* _Exercise materials_
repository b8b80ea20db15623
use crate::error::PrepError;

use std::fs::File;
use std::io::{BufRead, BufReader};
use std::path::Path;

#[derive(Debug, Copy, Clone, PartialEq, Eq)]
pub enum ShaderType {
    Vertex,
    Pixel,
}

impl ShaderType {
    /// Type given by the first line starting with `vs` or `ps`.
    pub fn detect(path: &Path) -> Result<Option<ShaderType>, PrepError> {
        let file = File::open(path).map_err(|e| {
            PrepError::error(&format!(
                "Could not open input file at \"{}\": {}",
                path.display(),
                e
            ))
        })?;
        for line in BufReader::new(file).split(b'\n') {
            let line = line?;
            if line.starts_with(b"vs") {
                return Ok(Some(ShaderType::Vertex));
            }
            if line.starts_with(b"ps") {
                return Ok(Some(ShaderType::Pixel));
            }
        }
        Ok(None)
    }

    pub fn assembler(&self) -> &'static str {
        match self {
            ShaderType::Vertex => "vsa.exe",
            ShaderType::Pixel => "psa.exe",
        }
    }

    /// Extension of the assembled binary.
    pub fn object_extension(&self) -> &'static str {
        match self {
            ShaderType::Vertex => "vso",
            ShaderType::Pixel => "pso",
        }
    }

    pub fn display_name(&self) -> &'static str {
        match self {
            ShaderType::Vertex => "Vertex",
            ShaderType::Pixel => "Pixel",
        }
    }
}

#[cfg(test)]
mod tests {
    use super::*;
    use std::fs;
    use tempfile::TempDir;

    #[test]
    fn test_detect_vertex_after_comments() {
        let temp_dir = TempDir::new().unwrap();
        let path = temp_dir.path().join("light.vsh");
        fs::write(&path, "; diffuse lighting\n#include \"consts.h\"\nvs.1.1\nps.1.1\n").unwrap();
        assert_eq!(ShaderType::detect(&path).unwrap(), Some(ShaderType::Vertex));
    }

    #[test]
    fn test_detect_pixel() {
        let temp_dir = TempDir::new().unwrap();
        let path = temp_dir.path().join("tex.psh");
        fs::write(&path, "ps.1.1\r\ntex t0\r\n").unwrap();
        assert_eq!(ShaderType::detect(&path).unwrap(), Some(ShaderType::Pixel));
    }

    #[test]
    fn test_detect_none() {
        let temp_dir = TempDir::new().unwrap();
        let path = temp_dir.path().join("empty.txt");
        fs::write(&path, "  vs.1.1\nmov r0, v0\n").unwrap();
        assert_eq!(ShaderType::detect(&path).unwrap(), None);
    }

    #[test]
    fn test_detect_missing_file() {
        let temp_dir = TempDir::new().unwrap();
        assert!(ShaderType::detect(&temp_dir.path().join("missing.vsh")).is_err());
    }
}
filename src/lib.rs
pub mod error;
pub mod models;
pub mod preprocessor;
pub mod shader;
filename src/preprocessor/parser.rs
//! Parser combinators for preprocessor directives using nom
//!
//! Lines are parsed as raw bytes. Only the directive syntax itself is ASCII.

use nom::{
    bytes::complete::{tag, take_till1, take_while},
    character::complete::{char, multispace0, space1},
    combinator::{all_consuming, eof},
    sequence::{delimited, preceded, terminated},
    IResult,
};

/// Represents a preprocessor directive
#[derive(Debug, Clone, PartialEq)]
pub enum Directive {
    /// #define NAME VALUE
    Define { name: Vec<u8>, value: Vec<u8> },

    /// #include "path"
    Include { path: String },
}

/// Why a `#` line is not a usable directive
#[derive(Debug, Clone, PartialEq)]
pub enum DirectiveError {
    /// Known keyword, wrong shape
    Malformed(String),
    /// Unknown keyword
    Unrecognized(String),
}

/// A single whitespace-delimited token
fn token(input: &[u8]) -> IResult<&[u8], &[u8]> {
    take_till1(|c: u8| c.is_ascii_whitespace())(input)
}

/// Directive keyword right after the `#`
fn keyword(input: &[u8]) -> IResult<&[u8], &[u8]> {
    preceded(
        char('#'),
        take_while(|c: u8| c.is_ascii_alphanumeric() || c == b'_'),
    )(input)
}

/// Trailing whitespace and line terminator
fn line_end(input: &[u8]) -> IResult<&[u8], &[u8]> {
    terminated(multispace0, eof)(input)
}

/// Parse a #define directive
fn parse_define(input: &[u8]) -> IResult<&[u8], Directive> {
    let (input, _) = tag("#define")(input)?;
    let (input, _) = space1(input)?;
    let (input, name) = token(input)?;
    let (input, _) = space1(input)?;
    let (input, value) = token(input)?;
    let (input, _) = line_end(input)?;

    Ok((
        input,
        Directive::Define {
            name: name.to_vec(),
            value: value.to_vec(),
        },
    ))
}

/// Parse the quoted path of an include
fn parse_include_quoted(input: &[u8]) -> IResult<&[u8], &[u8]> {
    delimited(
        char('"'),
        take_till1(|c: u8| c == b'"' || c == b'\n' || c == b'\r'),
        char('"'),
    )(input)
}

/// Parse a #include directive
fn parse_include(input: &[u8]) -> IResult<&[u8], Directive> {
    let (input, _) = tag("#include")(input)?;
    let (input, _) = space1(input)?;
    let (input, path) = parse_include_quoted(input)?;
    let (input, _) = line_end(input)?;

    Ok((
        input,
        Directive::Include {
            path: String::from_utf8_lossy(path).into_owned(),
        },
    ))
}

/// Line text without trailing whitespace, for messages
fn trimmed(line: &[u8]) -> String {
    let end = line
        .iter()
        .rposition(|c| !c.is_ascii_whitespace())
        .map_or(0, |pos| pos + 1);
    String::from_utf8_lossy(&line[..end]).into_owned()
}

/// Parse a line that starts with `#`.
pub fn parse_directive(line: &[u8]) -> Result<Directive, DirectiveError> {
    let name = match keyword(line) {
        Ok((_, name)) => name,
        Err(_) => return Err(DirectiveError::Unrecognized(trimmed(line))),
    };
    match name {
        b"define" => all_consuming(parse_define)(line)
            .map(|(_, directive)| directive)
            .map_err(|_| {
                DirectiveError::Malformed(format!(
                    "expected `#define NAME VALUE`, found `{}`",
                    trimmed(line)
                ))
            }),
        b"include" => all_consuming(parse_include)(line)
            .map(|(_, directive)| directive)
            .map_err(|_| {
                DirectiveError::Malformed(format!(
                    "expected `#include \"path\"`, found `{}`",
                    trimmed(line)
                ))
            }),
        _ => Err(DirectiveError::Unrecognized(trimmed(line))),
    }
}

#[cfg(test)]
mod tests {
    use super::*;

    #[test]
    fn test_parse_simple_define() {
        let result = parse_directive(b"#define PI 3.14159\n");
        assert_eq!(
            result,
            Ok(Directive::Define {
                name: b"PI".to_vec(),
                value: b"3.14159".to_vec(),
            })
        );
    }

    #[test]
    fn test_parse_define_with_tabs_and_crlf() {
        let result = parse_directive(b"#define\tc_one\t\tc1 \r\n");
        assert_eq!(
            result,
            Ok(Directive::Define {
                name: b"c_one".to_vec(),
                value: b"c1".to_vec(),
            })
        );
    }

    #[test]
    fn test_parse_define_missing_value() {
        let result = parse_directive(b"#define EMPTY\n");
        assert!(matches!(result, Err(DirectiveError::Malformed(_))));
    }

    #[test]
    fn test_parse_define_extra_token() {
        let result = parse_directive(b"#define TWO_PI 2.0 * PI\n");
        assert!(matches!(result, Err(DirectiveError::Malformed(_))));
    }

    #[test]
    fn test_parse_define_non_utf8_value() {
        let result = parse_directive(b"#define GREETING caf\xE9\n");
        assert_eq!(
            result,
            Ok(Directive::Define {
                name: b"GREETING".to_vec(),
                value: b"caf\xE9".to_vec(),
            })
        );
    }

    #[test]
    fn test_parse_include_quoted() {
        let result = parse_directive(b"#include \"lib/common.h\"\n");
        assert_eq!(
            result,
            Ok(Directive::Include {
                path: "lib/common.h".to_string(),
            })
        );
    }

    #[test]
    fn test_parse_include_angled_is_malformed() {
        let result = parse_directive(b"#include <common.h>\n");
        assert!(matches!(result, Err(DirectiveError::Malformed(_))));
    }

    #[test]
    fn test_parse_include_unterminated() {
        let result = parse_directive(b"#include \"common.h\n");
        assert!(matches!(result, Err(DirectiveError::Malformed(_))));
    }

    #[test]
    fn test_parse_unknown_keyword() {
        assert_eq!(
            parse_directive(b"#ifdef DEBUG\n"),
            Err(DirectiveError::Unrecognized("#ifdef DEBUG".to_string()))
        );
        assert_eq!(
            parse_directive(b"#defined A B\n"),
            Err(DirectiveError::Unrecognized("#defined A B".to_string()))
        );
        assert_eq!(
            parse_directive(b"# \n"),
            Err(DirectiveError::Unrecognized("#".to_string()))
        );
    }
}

...

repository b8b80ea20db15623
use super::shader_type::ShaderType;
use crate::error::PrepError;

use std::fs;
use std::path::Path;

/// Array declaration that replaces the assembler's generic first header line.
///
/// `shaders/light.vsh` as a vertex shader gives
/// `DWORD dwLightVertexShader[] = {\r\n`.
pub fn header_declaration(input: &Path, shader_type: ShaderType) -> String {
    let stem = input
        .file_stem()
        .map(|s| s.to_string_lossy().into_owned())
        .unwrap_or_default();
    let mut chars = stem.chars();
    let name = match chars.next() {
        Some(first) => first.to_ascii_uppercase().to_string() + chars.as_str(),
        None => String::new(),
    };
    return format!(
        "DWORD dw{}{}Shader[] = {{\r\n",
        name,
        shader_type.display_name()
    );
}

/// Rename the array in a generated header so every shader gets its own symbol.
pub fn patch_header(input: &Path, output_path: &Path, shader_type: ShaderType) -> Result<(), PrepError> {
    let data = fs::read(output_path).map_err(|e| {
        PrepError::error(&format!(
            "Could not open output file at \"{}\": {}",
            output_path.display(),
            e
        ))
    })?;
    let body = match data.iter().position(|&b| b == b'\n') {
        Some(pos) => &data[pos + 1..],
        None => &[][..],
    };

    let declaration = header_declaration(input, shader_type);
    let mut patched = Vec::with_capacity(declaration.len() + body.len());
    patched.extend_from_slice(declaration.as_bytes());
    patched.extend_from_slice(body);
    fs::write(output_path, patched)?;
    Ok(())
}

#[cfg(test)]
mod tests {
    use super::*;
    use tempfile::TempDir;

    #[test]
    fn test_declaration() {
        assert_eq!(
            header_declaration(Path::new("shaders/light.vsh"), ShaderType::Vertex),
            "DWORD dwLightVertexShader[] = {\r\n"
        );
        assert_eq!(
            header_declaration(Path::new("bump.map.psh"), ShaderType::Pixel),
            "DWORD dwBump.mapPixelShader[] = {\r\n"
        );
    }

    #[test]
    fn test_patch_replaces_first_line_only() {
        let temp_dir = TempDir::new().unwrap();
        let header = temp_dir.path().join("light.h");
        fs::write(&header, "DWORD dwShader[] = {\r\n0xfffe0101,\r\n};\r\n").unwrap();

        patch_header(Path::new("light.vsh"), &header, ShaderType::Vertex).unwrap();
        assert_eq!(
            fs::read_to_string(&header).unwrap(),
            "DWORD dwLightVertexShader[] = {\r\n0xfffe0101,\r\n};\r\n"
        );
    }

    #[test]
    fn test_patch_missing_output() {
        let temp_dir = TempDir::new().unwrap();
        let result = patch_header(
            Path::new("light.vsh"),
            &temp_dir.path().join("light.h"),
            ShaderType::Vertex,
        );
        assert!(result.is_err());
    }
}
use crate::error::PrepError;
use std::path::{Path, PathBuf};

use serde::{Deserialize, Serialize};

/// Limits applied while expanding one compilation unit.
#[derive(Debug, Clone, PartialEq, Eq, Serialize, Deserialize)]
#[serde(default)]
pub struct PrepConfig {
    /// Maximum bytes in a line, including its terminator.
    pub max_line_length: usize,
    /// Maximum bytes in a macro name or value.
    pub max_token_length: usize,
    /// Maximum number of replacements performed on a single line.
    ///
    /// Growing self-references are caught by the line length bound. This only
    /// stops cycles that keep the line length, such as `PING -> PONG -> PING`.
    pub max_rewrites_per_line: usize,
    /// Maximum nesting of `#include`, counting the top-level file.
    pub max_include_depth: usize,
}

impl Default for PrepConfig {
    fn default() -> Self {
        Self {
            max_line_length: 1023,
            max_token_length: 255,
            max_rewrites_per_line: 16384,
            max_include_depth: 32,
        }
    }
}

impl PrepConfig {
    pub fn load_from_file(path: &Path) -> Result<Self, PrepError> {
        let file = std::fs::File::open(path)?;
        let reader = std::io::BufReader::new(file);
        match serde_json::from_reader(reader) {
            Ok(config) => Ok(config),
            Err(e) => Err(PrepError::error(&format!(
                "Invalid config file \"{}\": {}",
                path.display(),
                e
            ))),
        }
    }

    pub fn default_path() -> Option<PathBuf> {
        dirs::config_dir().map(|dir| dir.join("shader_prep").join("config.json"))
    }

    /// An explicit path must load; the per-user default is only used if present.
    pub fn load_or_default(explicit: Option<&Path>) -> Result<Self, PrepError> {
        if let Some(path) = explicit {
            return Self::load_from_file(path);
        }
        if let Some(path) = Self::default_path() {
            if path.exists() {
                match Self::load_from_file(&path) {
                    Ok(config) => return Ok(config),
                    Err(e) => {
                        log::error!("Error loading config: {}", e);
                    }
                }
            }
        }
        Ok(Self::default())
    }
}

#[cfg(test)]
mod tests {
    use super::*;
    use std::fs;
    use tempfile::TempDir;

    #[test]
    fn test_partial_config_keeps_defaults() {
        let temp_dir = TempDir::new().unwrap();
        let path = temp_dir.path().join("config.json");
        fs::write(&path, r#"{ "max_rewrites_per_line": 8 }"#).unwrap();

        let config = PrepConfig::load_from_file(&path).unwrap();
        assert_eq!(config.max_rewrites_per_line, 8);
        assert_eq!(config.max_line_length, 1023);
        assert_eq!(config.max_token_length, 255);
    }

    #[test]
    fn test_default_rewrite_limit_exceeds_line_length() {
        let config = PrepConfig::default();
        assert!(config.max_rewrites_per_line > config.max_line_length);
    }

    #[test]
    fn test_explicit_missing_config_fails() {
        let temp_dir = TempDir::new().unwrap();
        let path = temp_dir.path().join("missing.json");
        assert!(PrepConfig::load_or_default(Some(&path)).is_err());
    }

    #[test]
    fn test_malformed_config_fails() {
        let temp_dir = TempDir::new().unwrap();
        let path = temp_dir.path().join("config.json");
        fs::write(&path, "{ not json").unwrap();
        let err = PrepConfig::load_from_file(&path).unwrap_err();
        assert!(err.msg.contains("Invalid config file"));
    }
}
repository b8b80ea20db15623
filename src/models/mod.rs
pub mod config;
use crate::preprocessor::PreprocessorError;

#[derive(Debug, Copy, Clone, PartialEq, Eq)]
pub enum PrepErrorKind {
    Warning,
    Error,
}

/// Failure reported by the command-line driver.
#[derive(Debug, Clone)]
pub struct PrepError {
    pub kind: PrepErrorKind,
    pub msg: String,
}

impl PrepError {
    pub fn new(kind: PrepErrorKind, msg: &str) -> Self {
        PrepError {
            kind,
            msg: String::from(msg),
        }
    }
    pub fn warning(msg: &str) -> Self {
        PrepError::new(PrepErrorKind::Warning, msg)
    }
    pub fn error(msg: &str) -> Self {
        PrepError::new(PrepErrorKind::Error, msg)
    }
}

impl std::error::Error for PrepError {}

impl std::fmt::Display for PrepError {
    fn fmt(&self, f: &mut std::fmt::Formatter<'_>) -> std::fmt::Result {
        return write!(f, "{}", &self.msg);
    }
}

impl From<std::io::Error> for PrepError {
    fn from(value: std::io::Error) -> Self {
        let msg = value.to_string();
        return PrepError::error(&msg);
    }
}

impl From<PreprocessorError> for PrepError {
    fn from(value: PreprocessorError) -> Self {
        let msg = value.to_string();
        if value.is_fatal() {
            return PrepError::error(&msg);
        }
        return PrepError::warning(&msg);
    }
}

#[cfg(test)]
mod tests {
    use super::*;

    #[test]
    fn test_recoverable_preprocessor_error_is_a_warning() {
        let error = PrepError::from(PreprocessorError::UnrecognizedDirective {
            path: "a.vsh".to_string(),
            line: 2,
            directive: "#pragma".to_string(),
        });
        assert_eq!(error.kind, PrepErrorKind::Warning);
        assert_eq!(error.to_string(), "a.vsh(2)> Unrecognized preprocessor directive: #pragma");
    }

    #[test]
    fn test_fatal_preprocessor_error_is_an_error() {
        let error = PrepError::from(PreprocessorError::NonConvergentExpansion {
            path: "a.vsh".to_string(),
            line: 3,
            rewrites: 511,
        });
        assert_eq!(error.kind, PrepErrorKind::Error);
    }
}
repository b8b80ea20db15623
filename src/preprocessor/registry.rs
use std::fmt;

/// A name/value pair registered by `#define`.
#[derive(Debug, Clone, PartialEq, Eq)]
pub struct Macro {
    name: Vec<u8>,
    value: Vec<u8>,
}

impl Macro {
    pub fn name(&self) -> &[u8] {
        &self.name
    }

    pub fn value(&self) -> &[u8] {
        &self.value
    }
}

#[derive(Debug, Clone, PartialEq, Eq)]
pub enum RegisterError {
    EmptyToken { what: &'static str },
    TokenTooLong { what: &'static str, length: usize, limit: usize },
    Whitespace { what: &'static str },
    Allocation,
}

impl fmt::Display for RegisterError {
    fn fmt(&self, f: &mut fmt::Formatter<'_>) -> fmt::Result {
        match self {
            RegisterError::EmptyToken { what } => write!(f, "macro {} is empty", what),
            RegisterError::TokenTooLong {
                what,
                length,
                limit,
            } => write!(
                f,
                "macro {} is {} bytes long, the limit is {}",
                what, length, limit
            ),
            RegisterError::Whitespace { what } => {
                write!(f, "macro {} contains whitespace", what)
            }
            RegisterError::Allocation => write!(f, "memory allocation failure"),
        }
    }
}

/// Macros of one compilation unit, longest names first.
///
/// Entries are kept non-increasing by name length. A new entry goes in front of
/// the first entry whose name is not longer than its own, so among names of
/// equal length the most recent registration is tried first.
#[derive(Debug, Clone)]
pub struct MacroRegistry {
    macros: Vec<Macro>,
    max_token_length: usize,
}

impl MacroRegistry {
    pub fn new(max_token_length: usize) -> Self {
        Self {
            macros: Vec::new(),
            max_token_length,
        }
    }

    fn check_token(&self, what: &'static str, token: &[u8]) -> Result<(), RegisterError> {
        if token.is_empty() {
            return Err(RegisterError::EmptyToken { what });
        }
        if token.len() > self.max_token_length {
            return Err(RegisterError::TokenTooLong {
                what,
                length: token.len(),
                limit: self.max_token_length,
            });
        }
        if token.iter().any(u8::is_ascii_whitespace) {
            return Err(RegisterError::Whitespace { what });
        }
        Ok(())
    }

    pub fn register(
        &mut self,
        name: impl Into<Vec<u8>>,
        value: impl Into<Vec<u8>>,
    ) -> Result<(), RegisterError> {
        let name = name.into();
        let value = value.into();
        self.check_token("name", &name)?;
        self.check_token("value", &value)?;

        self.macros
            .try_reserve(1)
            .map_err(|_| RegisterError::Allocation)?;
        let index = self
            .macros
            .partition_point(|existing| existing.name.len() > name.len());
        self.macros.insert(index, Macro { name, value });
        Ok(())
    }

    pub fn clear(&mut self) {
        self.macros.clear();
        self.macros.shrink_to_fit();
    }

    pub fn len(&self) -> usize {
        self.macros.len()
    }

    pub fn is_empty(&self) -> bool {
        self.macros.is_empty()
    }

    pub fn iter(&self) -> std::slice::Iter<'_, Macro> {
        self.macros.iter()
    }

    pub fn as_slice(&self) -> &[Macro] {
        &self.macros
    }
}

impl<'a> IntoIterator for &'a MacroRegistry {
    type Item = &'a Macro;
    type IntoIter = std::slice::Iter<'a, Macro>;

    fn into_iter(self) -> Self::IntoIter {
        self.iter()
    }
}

* _Your goal_
From the material above, copy each line that includes the word "index".

* _Solved problem_
        let index = self
        self.macros.insert(index, Macro { name, value });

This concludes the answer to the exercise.